Along with this disclosure bill, Rosenthal has championed other menstrual equity bills including no cost period products for menstruating individuals in New York's schools, homeless shelters and correctional facilities, and led the way to eliminate the state's tampon tax in 2016.
To help support A.521A, women across the state of New York are using WVE's Detox the Box Party Kits to raise awareness about the hazards of hidden and harmful chemicals in menstrual care products, and de-stigmatize periods and vaginal health.
"These parties provide a relaxed and fun space to spark dialogue between friends about the products used on and in the vagina," said McConnell. "In New York, women are using these parties to support their right to know, their right to safe products, and to ultimately put an end to practices and policies that put their health at risk."
A Detox the Box Party Kit includes fact sheets on harmful chemicals found in some menstrual products, a discussion guide, spoof videos that call-out harmful body-shaming marketing, and actions to take to ensure menstrual products are universally safe and accessible. Kits also include information on A.521A, and simple ways they can contact their assemblymember, encouraging support for ingredient disclosure of period products.

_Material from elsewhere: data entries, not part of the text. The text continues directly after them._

//! Export of formatted citations to plain text, Markdown, HTML and PDF.
//!
//! Exporters only serialize: every citation arrives as styled segments and
//! is written in order, one entry each. Text formats share the [`Markup`]
//! trait; PDF lays the same segments out on pages itself.

mod html;
mod pdf;
mod text;

pub use html::Html;
pub use text::{Markdown, PlainText};

use chrono::{DateTime, Local};
use std::fmt;
use std::io::Write;
use std::path::{Path, PathBuf};
use std::str::FromStr;
use thiserror::Error;

use crate::format::{CitationStyle, Emphasis, FormattedCitation, SegmentKind};

/// Heading written at the top of every document format
pub const DOCUMENT_TITLE: &str = "References";

/// Supported output containers
#[derive(Debug, Clone, Copy, PartialEq, Eq, Hash)]
pub enum ExportFormat {
    Plain,
    Markdown,
    Html,
    Pdf,
}

/// Export errors
#[derive(Debug, Error)]
pub enum ExportError {
    #[error("Unknown export format '{0}' (expected text, markdown, html or pdf)")]
    UnknownFormat(String),

    #[error("Cannot infer an export format from '{}'", .0.display())]
    UnknownExtension(PathBuf),

    #[error("PDF generation failed: {0}")]
    Pdf(String),

    #[error("Failed to write {}: {}", .path.display(), .source)]
    Write {
        path: PathBuf,
        #[source]
        source: std::io::Error,
    },
}

impl ExportFormat {
    pub const ALL: [ExportFormat; 4] = [
        ExportFormat::Plain,
        ExportFormat::Markdown,
        ExportFormat::Html,
        ExportFormat::Pdf,
    ];

    /// Usual file extension
    pub fn extension(&self) -> &'static str {
        match self {
            ExportFormat::Plain => "txt",
            ExportFormat::Markdown => "md",
            ExportFormat::Html => "html",
            ExportFormat::Pdf => "pdf",
        }
    }

    /// Infer the format from a file extension
    pub fn from_path(path: &Path) -> Result<Self, ExportError> {
        path.extension()
            .and_then(|ext| ext.to_str())
            .and_then(|ext| ext.parse().ok())
            .ok_or_else(|| ExportError::UnknownExtension(path.to_path_buf()))
    }

    /// Whether the format is binary and unsuitable for a terminal
    pub fn is_binary(&self) -> bool {
        matches!(self, ExportFormat::Pdf)
    }
}

impl fmt::Display for ExportFormat {
    fn fmt(&self, f: &mut fmt::Formatter<'_>) -> fmt::Result {
        let name = match self {
            ExportFormat::Plain => "text",
            ExportFormat::Markdown => "markdown",
            ExportFormat::Html => "html",
            ExportFormat::Pdf => "pdf",
        };
        f.write_str(name)
    }
}

impl FromStr for ExportFormat {
    type Err = ExportError;

    fn from_str(s: &str) -> Result<Self, Self::Err> {
        match s.trim().to_lowercase().as_str() {
            "text" | "txt" | "plain" | "console" => Ok(ExportFormat::Plain),
            "markdown" | "md" => Ok(ExportFormat::Markdown),
            "html" | "htm" => Ok(ExportFormat::Html),
            "pdf" => Ok(ExportFormat::Pdf),
            _ => Err(ExportError::UnknownFormat(s.trim().to_string())),
        }
    }
}

/// Document-level details shared by every entry
#[derive(Debug, Clone)]
pub struct ExportOptions {
    pub style: CitationStyle,
    pub generated_at: DateTime<Local>,
}

impl ExportOptions {
    pub fn new(style: CitationStyle) -> Self {
        Self {
            style,
            generated_at: Local::now(),
        }
    }

    /// Line naming the style and generation time
    pub fn meta_line(&self) -> String {
        format!(
            "Citation style: {} - generated {}",
            self.style.label(),
            self.generated_at.format("%Y-%m-%d %H:%M")
        )
    }
}

/// How a text format marks up citation segments
pub trait Markup {
    /// Escape raw text for the format
    fn text(&self, s: &str) -> String;

    /// Italic content
    fn emph(&self, content: String) -> String;

    /// Bold content
    fn strong(&self, content: String) -> String;

    /// A highlighted author name
    fn highlight(&self, content: String) -> String {
        self.strong(content)
    }

    /// Hyperlinked content
    fn link(&self, url: &str, content: String) -> String;
}

/// Render one citation through `markup`
pub fn render_entry<M: Markup>(markup: &M, citation: &FormattedCitation) -> String {
    citation
        .segments
        .iter()
        .map(|segment| {
            let mut out = markup.text(&segment.text);
            out = match segment.emphasis {
                Some(Emphasis::Italic) => markup.emph(out),
                Some(Emphasis::Bold) => markup.strong(out),
                None => out,
            };
            if segment.highlighted {
                out = markup.highlight(out);
            }
            if let SegmentKind::Link { url } = &segment.kind {
                out = markup.link(url, out);
            }
            out
        })
        .collect()
}

/// Serialize `citations` into a complete document
pub fn render(
    citations: &[FormattedCitation],
    format: ExportFormat,
    options: &ExportOptions,
) -> Result<Vec<u8>, ExportError> {
    let bytes = match format {
        ExportFormat::Plain => text::plain_document(citations).into_bytes(),
        ExportFormat::Markdown => text::markdown_document(citations, options).into_bytes(),
        ExportFormat::Html => html::html_document(citations, options).into_bytes(),
        ExportFormat::Pdf => pdf::pdf_document(citations, options)?,
    };
    tracing::debug!(
        "Rendered {} citation(s) as {} ({} bytes)",
        citations.len(),
        format,
        bytes.len()
    );
    Ok(bytes)
}

/// Write `bytes` to `path` atomically: the file either keeps its previous
/// content or holds all of `bytes`
pub fn write_atomic(path: &Path, bytes: &[u8]) -> Result<(), ExportError> {
    let write_error = |source| ExportError::Write {
        path: path.to_path_buf(),
        source,
    };

    let dir = match path.parent() {
        Some(parent) if !parent.as_os_str().is_empty() => parent,
        _ => Path::new("."),
    };
    let mut file = tempfile::NamedTempFile::new_in(dir).map_err(write_error)?;
    file.write_all(bytes).map_err(write_error)?;
    file.as_file().sync_all().map_err(write_error)?;
    file.persist(path).map_err(|e| write_error(e.error))?;
    Ok(())
}

/// Render `citations` and write them to `path`
pub fn export_to_path(
    citations: &[FormattedCitation],
    format: ExportFormat,
    options: &ExportOptions,
    path: &Path,
) -> Result<(), ExportError> {
    let bytes = render(citations, format, options)?;
    write_atomic(path, &bytes)?;
    tracing::info!(
        "Wrote {} citation(s) to {}",
        citations.len(),
        path.display()
    );
    Ok(())
}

"We are encouraged and inspired by women in New York and across the nation who are demanding their right to know," said Rosenthal.
Detox the Box Parties are currently being held in the following New York communities: Astoria, Bayport, Brooklyn, Cleveland, Cortland, Dunkirk, Farmingdale, Guilderland, Lake Grove, Montclair, New York, Niverville, Pelham, Rochester, Whitesboro. Interviews available.
ABOUT Women's Voices for the Earth (WVE) Founded in 1995, Women's Voices for the Earth is a national environmental health organization that works to amplify women's voices to eliminate toxic chemicals that harm our health and communities. WVE's menstrual products work was launched in 2013 with the report, Chem Fatale, and has helped elevate the topic of period health into the public mainstream.